**Provided records**
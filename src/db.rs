use std::collections::HashMap;
use std::fmt;
use std::sync::Mutex;

use anyhow::{anyhow, Context, Result};
use chrono::Utc;
use rusqlite::{params, Connection, OptionalExtension};
use serde::de::DeserializeOwned;
use serde::Serialize;

#[derive(Debug, Clone, Copy, PartialEq, Eq, Hash)]
pub enum Domain {
    Homework,
    Marks,
}

impl Domain {
    pub fn as_str(&self) -> &'static str {
        match self {
            Domain::Homework => "homework",
            Domain::Marks => "marks",
        }
    }
}

impl fmt::Display for Domain {
    fn fmt(&self, f: &mut fmt::Formatter<'_>) -> fmt::Result {
        f.write_str(self.as_str())
    }
}

/// Latest snapshot per user and domain. Implementations must not interleave
/// two writes for the same key.
pub trait SnapshotStore: Send + Sync {
    fn load(&self, user_id: i64, domain: Domain) -> Result<Option<String>>;
    fn save(&self, user_id: i64, domain: Domain, payload: &str) -> Result<()>;
}

/// Loads and decodes the stored snapshot. A payload that no longer decodes
/// (older layout) is reported as absent so the caller starts a fresh baseline.
pub fn load_snapshot<T: DeserializeOwned>(store: &dyn SnapshotStore, user_id: i64, domain: Domain) -> Result<Option<T>> {
    let Some(payload) = store.load(user_id, domain)? else {
        return Ok(None);
    };
    match serde_json::from_str(&payload) {
        Ok(snapshot) => Ok(Some(snapshot)),
        Err(err) => {
            tracing::warn!(user_id, %domain, error = %err, "Stored snapshot no longer decodes, discarding it");
            Ok(None)
        }
    }
}

pub fn save_snapshot<T: Serialize + ?Sized>(store: &dyn SnapshotStore, user_id: i64, domain: Domain, snapshot: &T) -> Result<()> {
    let payload = serde_json::to_string(snapshot).context("Failed to serialize snapshot")?;
    store.save(user_id, domain, &payload)
}

pub struct Database {
    conn: Mutex<Connection>,
}

impl Database {
    pub fn new(path: &str) -> Result<Self> {
        let conn = Connection::open(path)?;
        let db = Self { conn: Mutex::new(conn) };
        db.init()?;
        Ok(db)
    }

    fn with_conn<T>(&self, f: impl FnOnce(&Connection) -> Result<T>) -> Result<T> {
        let conn = self.conn.lock().map_err(|_| anyhow!("database connection lock poisoned"))?;
        f(&conn)
    }

    fn init(&self) -> Result<()> {
        self.with_conn(|conn| {
            conn.execute_batch(
                r#"
                CREATE TABLE IF NOT EXISTS snapshots (
                  user_id INTEGER NOT NULL,
                  domain TEXT NOT NULL,
                  payload TEXT NOT NULL,
                  saved_at TEXT NOT NULL,
                  PRIMARY KEY (user_id, domain)
                );
                "#,
            )?;
            Ok(())
        })
    }
}

impl SnapshotStore for Database {
    fn load(&self, user_id: i64, domain: Domain) -> Result<Option<String>> {
        self.with_conn(|conn| {
            let payload = conn
                .query_row(
                    "SELECT payload FROM snapshots WHERE user_id = ? AND domain = ?",
                    params![user_id, domain.as_str()],
                    |row| row.get::<_, String>(0),
                )
                .optional()
                .with_context(|| format!("Failed to load {domain} snapshot for user {user_id}"))?;
            Ok(payload)
        })
    }

    fn save(&self, user_id: i64, domain: Domain, payload: &str) -> Result<()> {
        let now = Utc::now().to_rfc3339();
        self.with_conn(|conn| {
            conn.execute(
                "INSERT INTO snapshots (user_id, domain, payload, saved_at) VALUES (?, ?, ?, ?)
                 ON CONFLICT (user_id, domain) DO UPDATE SET payload = excluded.payload, saved_at = excluded.saved_at",
                params![user_id, domain.as_str(), payload, now],
            )
            .with_context(|| format!("Failed to save {domain} snapshot for user {user_id}"))?;
            Ok(())
        })
    }
}

/// In-process store without persistence.
#[derive(Default)]
pub struct MemoryStore {
    snapshots: Mutex<HashMap<(i64, Domain), String>>,
}

impl SnapshotStore for MemoryStore {
    fn load(&self, user_id: i64, domain: Domain) -> Result<Option<String>> {
        let snapshots = self.snapshots.lock().map_err(|_| anyhow!("snapshot map lock poisoned"))?;
        Ok(snapshots.get(&(user_id, domain)).cloned())
    }

    fn save(&self, user_id: i64, domain: Domain, payload: &str) -> Result<()> {
        let mut snapshots = self.snapshots.lock().map_err(|_| anyhow!("snapshot map lock poisoned"))?;
        snapshots.insert((user_id, domain), payload.to_string());
        Ok(())
    }
}
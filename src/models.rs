use std::fmt;

use serde::{Deserialize, Serialize};

/// One row of the homework thread listing.
#[derive(Debug, Clone, PartialEq, Serialize, Deserialize)]
pub struct HomeworkRecord {
    pub thread_id: u64,
    pub status: String,
    pub new_message_count: u32,
    pub discipline: String,
    pub task_title: String,
    pub detail_url: String,
}

/// Portal listing order. Thread ids are unique within one snapshot.
pub type HomeworkSnapshot = Vec<HomeworkRecord>;

/// A score that is either a number or the portal's "not assessed yet" marker.
///
/// `Ungraded` is never treated as zero: aggregation switches on the tag.
#[derive(Debug, Clone, Copy, PartialEq, Default, Serialize, Deserialize)]
#[serde(from = "RawGrade", into = "RawGrade")]
pub enum Grade {
    Numeric(f64),
    #[default]
    Ungraded,
}

impl Grade {
    pub fn as_number(&self) -> Option<f64> {
        match self {
            Grade::Numeric(value) => Some(*value),
            Grade::Ungraded => None,
        }
    }

    pub fn is_ungraded(&self) -> bool {
        matches!(self, Grade::Ungraded)
    }

    fn from_text(text: &str) -> Self {
        let trimmed = text.trim();
        if trimmed.is_empty() || trimmed == "-" {
            return Grade::Ungraded;
        }
        trimmed
            .replace(',', ".")
            .parse::<f64>()
            .ok()
            .filter(|value| value.is_finite())
            .map(Grade::Numeric)
            .unwrap_or(Grade::Ungraded)
    }
}

impl fmt::Display for Grade {
    fn fmt(&self, f: &mut fmt::Formatter<'_>) -> fmt::Result {
        match self {
            Grade::Numeric(value) => f.write_str(&format_score(*value)),
            Grade::Ungraded => f.write_str("-"),
        }
    }
}

/// Wire shape of a grade: the portal mixes numbers, numeric strings, `"-"` and `null`.
#[derive(Debug, Clone, Serialize, Deserialize)]
#[serde(untagged)]
enum RawGrade {
    Number(f64),
    Text(String),
    Null,
}

impl From<RawGrade> for Grade {
    fn from(raw: RawGrade) -> Self {
        match raw {
            RawGrade::Number(value) => Grade::Numeric(value),
            RawGrade::Text(text) => Grade::from_text(&text),
            RawGrade::Null => Grade::Ungraded,
        }
    }
}

impl From<Grade> for RawGrade {
    fn from(grade: Grade) -> Self {
        match grade {
            Grade::Numeric(value) => RawGrade::Number(value),
            Grade::Ungraded => RawGrade::Text("-".to_string()),
        }
    }
}

/// Renders whole scores without a fractional part (`5`, not `5.0`).
pub fn format_score(value: f64) -> String {
    if value.fract() == 0.0 {
        format!("{value:.0}")
    } else {
        let text = format!("{value:.2}");
        text.trim_end_matches('0').trim_end_matches('.').to_string()
    }
}

#[derive(Debug, Clone, PartialEq, Serialize, Deserialize)]
pub struct DisciplineTask {
    pub alias: String,
    pub current_grade: Grade,
    pub max_grade: Grade,
}

#[derive(Debug, Clone, Copy, PartialEq, Default, Serialize, Deserialize)]
pub struct Aggregate {
    pub current: f64,
    pub might_be: f64,
}

impl Aggregate {
    /// `current` sums every numeric score; `might_be` only counts the ceiling
    /// of tasks that have already been graded.
    pub fn from_tasks(tasks: &[DisciplineTask]) -> Self {
        tasks.iter().fold(Aggregate::default(), |mut acc, task| {
            if let Some(current) = task.current_grade.as_number() {
                acc.current += current;
            }
            if let (Some(max), false) = (task.max_grade.as_number(), task.current_grade.is_ungraded()) {
                acc.might_be += max;
            }
            acc
        })
    }
}

#[derive(Debug, Clone, PartialEq, Serialize, Deserialize)]
pub struct DisciplineRecord {
    pub subject: String,
    pub tasks: Vec<DisciplineTask>,
    pub aggregate: Aggregate,
}

/// Disciplines are identified by position only.
pub type MarksSnapshot = Vec<DisciplineRecord>;

#[derive(Debug, Clone, PartialEq)]
pub enum HomeworkChangeKind {
    StatusChanged { status: String },
    NewMessage { count: u32 },
}

#[derive(Debug, Clone, PartialEq)]
pub struct HomeworkChange {
    pub kind: HomeworkChangeKind,
    pub thread_id: u64,
    pub discipline: String,
    pub task_title: String,
    pub detail_url: String,
}

#[derive(Debug, Clone, PartialEq)]
pub struct GradeChanged {
    pub subject: String,
    pub alias: String,
    pub old_grade: Grade,
    pub new_grade: Grade,
    pub current_aggregate: f64,
    pub max_aggregate: f64,
}

#[cfg(test)]
mod tests {
    use super::*;

    fn task(current: Grade, max: Grade) -> DisciplineTask {
        DisciplineTask {
            alias: "KM".to_string(),
            current_grade: current,
            max_grade: max,
        }
    }

    #[test]
    fn ungraded_task_does_not_count_toward_either_total() {
        let aggregate = Aggregate::from_tasks(&[task(Grade::Ungraded, Grade::Numeric(10.0))]);
        assert_eq!(aggregate, Aggregate { current: 0.0, might_be: 0.0 });
    }

    #[test]
    fn graded_task_counts_score_and_ceiling() {
        let aggregate = Aggregate::from_tasks(&[
            task(Grade::Numeric(7.0), Grade::Numeric(10.0)),
            task(Grade::Ungraded, Grade::Numeric(20.0)),
            task(Grade::Numeric(0.0), Grade::Numeric(5.0)),
        ]);
        assert_eq!(aggregate, Aggregate { current: 7.0, might_be: 15.0 });
    }

    #[test]
    fn grade_decodes_portal_values() {
        let grades: Vec<Grade> = serde_json::from_str(r#"[7, "8.5", "3,5", "-", "", " ", null, "н/я"]"#).unwrap();
        assert_eq!(
            grades,
            vec![
                Grade::Numeric(7.0),
                Grade::Numeric(8.5),
                Grade::Numeric(3.5),
                Grade::Ungraded,
                Grade::Ungraded,
                Grade::Ungraded,
                Grade::Ungraded,
                Grade::Ungraded,
            ]
        );
    }

    #[test]
    fn zero_is_not_ungraded() {
        let grade: Grade = serde_json::from_str("0").unwrap();
        assert_eq!(grade, Grade::Numeric(0.0));
        assert_ne!(grade, Grade::Ungraded);
    }

    #[test]
    fn grade_display_drops_trailing_zeroes() {
        assert_eq!(Grade::Numeric(5.0).to_string(), "5");
        assert_eq!(Grade::Numeric(7.25).to_string(), "7.25");
        assert_eq!(Grade::Numeric(2.5).to_string(), "2.5");
        assert_eq!(Grade::Ungraded.to_string(), "-");
    }
}
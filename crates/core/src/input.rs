//! Loose input coercion
//!
//! Callers hand over scientific parameters as whatever representation is at
//! hand: a bare scalar, a `Vec`, a slice, a fixed-size array. [`ArrayInput`]
//! accepts any of them and coerces to a fixed-width `Vec<f64>` with a
//! declared [`ParameterError`] on failure. A scalar coerces to a one-element
//! sequence, so it satisfies a length check only for a single-layer profile.

use crate::error::ParameterError;
use serde::{Deserialize, Serialize};

/// A scalar or sequence-like numeric input, prior to coercion.
///
/// Construct via `From`:
/// ```
/// use disort_core::ArrayInput;
///
/// let a: ArrayInput = 0.1.into();
/// let b: ArrayInput = vec![0.1, 0.2].into();
/// let c: ArrayInput = [0.1, 0.2, 0.3].into();
/// assert_eq!(a.len(), 1);
/// assert_eq!(b.len(), 2);
/// assert_eq!(c.len(), 3);
/// ```
#[derive(Debug, Clone, PartialEq, Serialize, Deserialize)]
#[serde(untagged)]
pub enum ArrayInput {
    /// A single value, treated as a one-element sequence.
    Scalar(f64),
    /// An ordered sequence of values.
    Sequence(Vec<f64>),
}

impl ArrayInput {
    /// Length of the coerced sequence (1 for a scalar).
    #[must_use]
    pub fn len(&self) -> usize {
        match self {
            ArrayInput::Scalar(_) => 1,
            ArrayInput::Sequence(v) => v.len(),
        }
    }

    /// Whether the coerced sequence would be empty.
    #[must_use]
    pub fn is_empty(&self) -> bool {
        self.len() == 0
    }

    /// Coerce to a `Vec<f64>`, rejecting NaN and infinite entries.
    ///
    /// Non-finite values are the strongly-typed remnant of "could not
    /// convert to float array": every other coercion failure is ruled out
    /// at the type level.
    ///
    /// # Errors
    /// Returns [`ParameterError`] naming `field` if any entry is not finite.
    pub fn coerce(&self, field: &'static str) -> Result<Vec<f64>, ParameterError> {
        let values = match self {
            ArrayInput::Scalar(x) => vec![*x],
            ArrayInput::Sequence(v) => v.clone(),
        };
        if values.iter().any(|x| !x.is_finite()) {
            return Err(ParameterError::non_finite(field));
        }
        Ok(values)
    }

    /// Coerce to a `Vec<f64>` of exactly `expected` entries.
    ///
    /// # Errors
    /// Returns [`ParameterError`] naming `field` on a non-finite entry or a
    /// length mismatch.
    pub fn coerce_with_len(
        &self,
        field: &'static str,
        expected: usize,
    ) -> Result<Vec<f64>, ParameterError> {
        let values = self.coerce(field)?;
        if values.len() != expected {
            return Err(ParameterError::dimension_mismatch(field, expected, values.len()));
        }
        Ok(values)
    }
}

impl From<f64> for ArrayInput {
    fn from(x: f64) -> Self {
        ArrayInput::Scalar(x)
    }
}

impl From<Vec<f64>> for ArrayInput {
    fn from(v: Vec<f64>) -> Self {
        ArrayInput::Sequence(v)
    }
}

impl From<&[f64]> for ArrayInput {
    fn from(v: &[f64]) -> Self {
        ArrayInput::Sequence(v.to_vec())
    }
}

impl<const N: usize> From<[f64; N]> for ArrayInput {
    fn from(v: [f64; N]) -> Self {
        ArrayInput::Sequence(v.to_vec())
    }
}

/// Coerce a scalar field, rejecting NaN and infinities.
///
/// # Errors
/// Returns [`ParameterError`] naming `field` if `value` is not finite.
pub fn coerce_scalar(field: &'static str, value: f64) -> Result<f64, ParameterError> {
    if value.is_finite() {
        Ok(value)
    } else {
        Err(ParameterError::new(field, "could not convert to a finite float"))
    }
}

#[cfg(test)]
mod tests {
    use super::*;

    #[test]
    fn test_scalar_coerces_to_one_element_sequence() {
        let input: ArrayInput = 0.1.into();
        assert_eq!(input.coerce("dtau").unwrap(), vec![0.1]);
        assert_eq!(input.len(), 1);
    }

    #[test]
    fn test_sequence_passes_through() {
        let input: ArrayInput = vec![0.1, 0.2, 0.3].into();
        assert_eq!(input.coerce_with_len("dtau", 3).unwrap(), vec![0.1, 0.2, 0.3]);
    }

    #[test]
    fn test_scalar_fails_multi_layer_length_check() {
        let input: ArrayInput = 0.1.into();
        let err = input.coerce_with_len("dtau", 3).unwrap_err();
        assert_eq!(err.field(), "dtau");
    }

    #[test]
    fn test_non_finite_rejected() {
        let input: ArrayInput = vec![0.1, f64::NAN].into();
        assert!(input.coerce("w0").is_err());
        assert!(coerce_scalar("beam_intensity", f64::INFINITY).is_err());
    }

    #[test]
    fn test_fixed_array_conversion() {
        let input: ArrayInput = [-1.0, -0.5, 0.5, 1.0].into();
        assert_eq!(input.len(), 4);
    }
}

**Goal of the exercise**
Lines holding "expected": copy each one from the records above.

**Response to the exercise**
    /// Coerce to a `Vec<f64>` of exactly `expected` entries.
        expected: usize,
        if values.len() != expected {
            return Err(ParameterError::dimension_mismatch(field, expected, values.len()));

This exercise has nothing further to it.